Book The Year in San Fernando

Download or read book The Year in San Fernando written by Michael Anthony and published by Hodder Education. This book was released on 2021-06-28 with total page 190 pages. Available in PDF, EPUB and Kindle. Book excerpt: There have been many great and enduring works of literature by Caribbean authors over the last century. The Caribbean Contemporary Classics collection celebrates these deep and vibrant stories, overflowing with life and acute observations about society. This luminous book recounted through the eyes of the 12-year-old Francis, describes the year he spends, far away from home, in San Fernando. As his initial confusion gives way to increasing confidence and maturity, the open consciousness of the boy allows different times, events and places to co-exist. Over the course of one year, through Francis' eyes, we see the cycle of natural change and progression; the daily round of the market, showing the fruits of different seasons, the passage of dry season to rainy and back again to dry, the cane fires as the crop comes to an end, all symbolising the progression of the boy's year. And weaving in and amongst these mundane but intense experiences Francis feels his way to some understanding of adulthood.

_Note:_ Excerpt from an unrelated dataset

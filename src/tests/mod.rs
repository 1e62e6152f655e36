mod common;

mod handler_tests;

Book The Limits of Autobiography

Download or read book The Limits of Autobiography written by Leigh Gilmore and published by Cornell University Press. This book was released on 2023-07-15 with total page 277 pages. Available in PDF, EPUB and Kindle. Book excerpt: In The Limits of Autobiography, Leigh Gilmore analyzes texts that depict trauma by combining elements of autobiography, fiction, biography, history, and theory in ways that challenge the constraints of autobiography. Astute and compelling readings of works by Michel Foucault, Louis Althusser, Dorothy Allison, Mikal Gilmore, Jamaica Kincaid, and Jeanette Winterson explore how each poses the questions "How have I lived?" and "How will I live?" in relation to the social and psychic forms within which trauma emerges. First published in 2001, this new edition of one of the foundational texts in trauma studies includes a new preface by the author that assesses the gravitational pull between life writing and trauma in the twenty-first century, a tension that continues to produce innovative and artful means of confronting kinship, violence, and self-representation.